= Beginning of Section =

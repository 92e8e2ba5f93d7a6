use serde::{Deserialize, Serialize};

/// Stable OrthoDB gene identifier, e.g. `9606_0:001c7b`.
pub type GeneId = String;

/// The twenty standard amino acids. Anything else is rejected by the filters.
pub const STANDARD_AMINO_ACIDS: &[u8; 20] = b"ACDEFGHIKLMNPQRSTVWY";

/// A protein sequence fetched from the orthology store.
#[derive(Debug, Clone, PartialEq, Eq, Hash, Serialize, Deserialize)]
pub struct SequenceRecord {
    pub id: GeneId,
    pub description: Option<String>,
    pub sequence: Vec<u8>,
}

impl SequenceRecord {
    pub fn new(id: impl Into<GeneId>, sequence: Vec<u8>) -> Self {
        Self {
            id: id.into(),
            description: None,
            sequence,
        }
    }

    pub fn with_description(mut self, description: String) -> Self {
        self.description = Some(description);
        self
    }

    pub fn len(&self) -> usize {
        self.sequence.len()
    }

    pub fn is_empty(&self) -> bool {
        self.sequence.is_empty()
    }

    /// True when every residue is one of the standard amino acids.
    pub fn is_standard_protein(&self) -> bool {
        !self.sequence.is_empty()
            && self
                .sequence
                .iter()
                .all(|c| STANDARD_AMINO_ACIDS.contains(&c.to_ascii_uppercase()))
    }

    pub fn sequence_str(&self) -> String {
        String::from_utf8_lossy(&self.sequence).to_string()
    }

    pub fn header(&self) -> String {
        match &self.description {
            Some(desc) => format!(">{} {}", self.id, desc),
            None => format!(">{}", self.id),
        }
    }
}

/// Organism part of an OrthoDB gene id (`9606_0:001c7b` -> `9606_0`).
///
/// Ids without a `:` are treated as their own species.
pub fn species_of(gene_id: &str) -> &str {
    gene_id.split_once(':').map(|(org, _)| org).unwrap_or(gene_id)
}
use crate::bio::sequence::SequenceRecord;
use crate::OdbError;
use flate2::read::GzDecoder;
use memmap2::Mmap;
use nom::{
    bytes::complete::{tag, take_till},
    character::complete::{line_ending, not_line_ending, space1},
    combinator::{map, opt},
    sequence::preceded,
    IResult,
};
use std::fs::File;
use std::io::{BufRead, BufReader, BufWriter, Write};
use std::path::Path;

/// Parse a FASTA header line. OrthoDB headers separate the id from the
/// description with a tab, so any run of blanks ends the id.
fn parse_header(input: &[u8]) -> IResult<&[u8], (&str, Option<&str>)> {
    let (input, _) = tag(b">")(input)?;
    let (input, id) = map(
        take_till(|c: u8| c == b' ' || c == b'\t' || c == b'\n' || c == b'\r'),
        |s| std::str::from_utf8(s).unwrap_or(""),
    )(input)?;
    let (input, description) = opt(preceded(
        space1,
        map(not_line_ending, |s| std::str::from_utf8(s).unwrap_or("")),
    ))(input)?;
    let (input, _) = opt(line_ending)(input)?;
    Ok((input, (id, description)))
}

/// Parse sequence lines until next header or EOF
fn parse_sequence(input: &[u8]) -> IResult<&[u8], Vec<u8>> {
    let mut sequence = Vec::new();
    let mut remaining = input;

    while !remaining.is_empty() && remaining[0] != b'>' {
        let (rest, line) =
            take_till::<_, _, nom::error::Error<_>>(|c: u8| c == b'\n' || c == b'\r')(remaining)?;
        let (mut rest, _) = opt(line_ending)(rest)?;
        if rest.len() == remaining.len() {
            // lone '\r'
            rest = &rest[1..];
        }

        for &c in line {
            if !c.is_ascii_whitespace() {
                sequence.push(c.to_ascii_uppercase());
            }
        }

        remaining = rest;
    }

    Ok((remaining, sequence))
}

fn parse_record(input: &[u8]) -> IResult<&[u8], SequenceRecord> {
    let (input, (id, description)) = parse_header(input)?;
    let (input, sequence) = parse_sequence(input)?;

    let mut record = SequenceRecord::new(id, sequence);
    if let Some(desc) = description.filter(|d| !d.trim().is_empty()) {
        record = record.with_description(desc.trim().to_string());
    }
    Ok((input, record))
}

/// Parse FASTA from a byte buffer. Records without residues are kept so that
/// aligned output with all-gap rows still round-trips row by row.
pub fn parse_fasta_bytes(buffer: &[u8]) -> Result<Vec<SequenceRecord>, OdbError> {
    let mut input = buffer;
    let mut records = Vec::new();

    while !input.is_empty() {
        while !input.is_empty() && input[0].is_ascii_whitespace() {
            input = &input[1..];
        }

        if input.is_empty() {
            break;
        }

        if input[0] != b'>' {
            return Err(OdbError::Parse(
                "FASTA data must start with a '>' header line".to_string(),
            ));
        }

        match parse_record(input) {
            Ok((remaining, record)) => {
                if record.id.is_empty() {
                    return Err(OdbError::Parse("FASTA header without an id".to_string()));
                }
                records.push(record);
                input = remaining;
            }
            Err(e) => {
                return Err(OdbError::Parse(format!("Failed to parse FASTA: {:?}", e)));
            }
        }
    }

    Ok(records)
}

/// Parse FASTA from a stream, holding one record's text at a time
pub fn parse_fasta_reader<R: BufRead>(mut reader: R) -> Result<Vec<SequenceRecord>, OdbError> {
    let mut records = Vec::new();
    let mut chunk: Vec<u8> = Vec::new();
    let mut line: Vec<u8> = Vec::new();

    loop {
        line.clear();
        let read = reader.read_until(b'\n', &mut line)?;
        let at_header = line.first() == Some(&b'>');
        if (read == 0 || at_header) && !chunk.is_empty() {
            records.extend(parse_fasta_bytes(&chunk)?);
            chunk.clear();
        }
        if read == 0 {
            break;
        }
        chunk.extend_from_slice(&line);
    }

    Ok(records)
}

/// Parse a FASTA file into records (supports .gz compression)
pub fn parse_fasta<P: AsRef<Path>>(path: P) -> Result<Vec<SequenceRecord>, OdbError> {
    let path = path.as_ref();

    if path.extension().and_then(|s| s.to_str()) == Some("gz") {
        let file = File::open(path)?;
        parse_fasta_reader(BufReader::new(GzDecoder::new(file)))
    } else {
        let file = File::open(path)?;
        if file.metadata()?.len() == 0 {
            return Ok(Vec::new());
        }
        let mmap = unsafe { Mmap::map(&file)? };
        parse_fasta_bytes(&mmap[..])
    }
}

/// Write records to a FASTA file (supports .gz compression)
pub fn write_fasta<P: AsRef<Path>>(path: P, records: &[&SequenceRecord]) -> Result<(), OdbError> {
    use flate2::write::GzEncoder;
    use flate2::Compression;

    let path = path.as_ref();
    let file = File::create(path)?;

    if path.extension().and_then(|s| s.to_str()) == Some("gz") {
        let encoder = GzEncoder::new(file, Compression::default());
        let mut writer = BufWriter::new(encoder);
        write_fasta_to_writer(&mut writer, records)?;
        writer.flush()?;
    } else {
        let mut writer = BufWriter::new(file);
        write_fasta_to_writer(&mut writer, records)?;
        writer.flush()?;
    }

    Ok(())
}

/// Write records to any writer in 80-column lines
pub fn write_fasta_to_writer<W: Write>(
    writer: &mut W,
    records: &[&SequenceRecord],
) -> Result<(), OdbError> {
    for record in records {
        writeln!(writer, "{}", record.header())?;
        for chunk in record.sequence.chunks(80) {
            writeln!(writer, "{}", String::from_utf8_lossy(chunk))?;
        }
    }
    Ok(())
}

= End of Section =

▸ Required work
A single figure is required: the number of lines in the data where the word "Deserialize" occurs.

▸ Solution below
2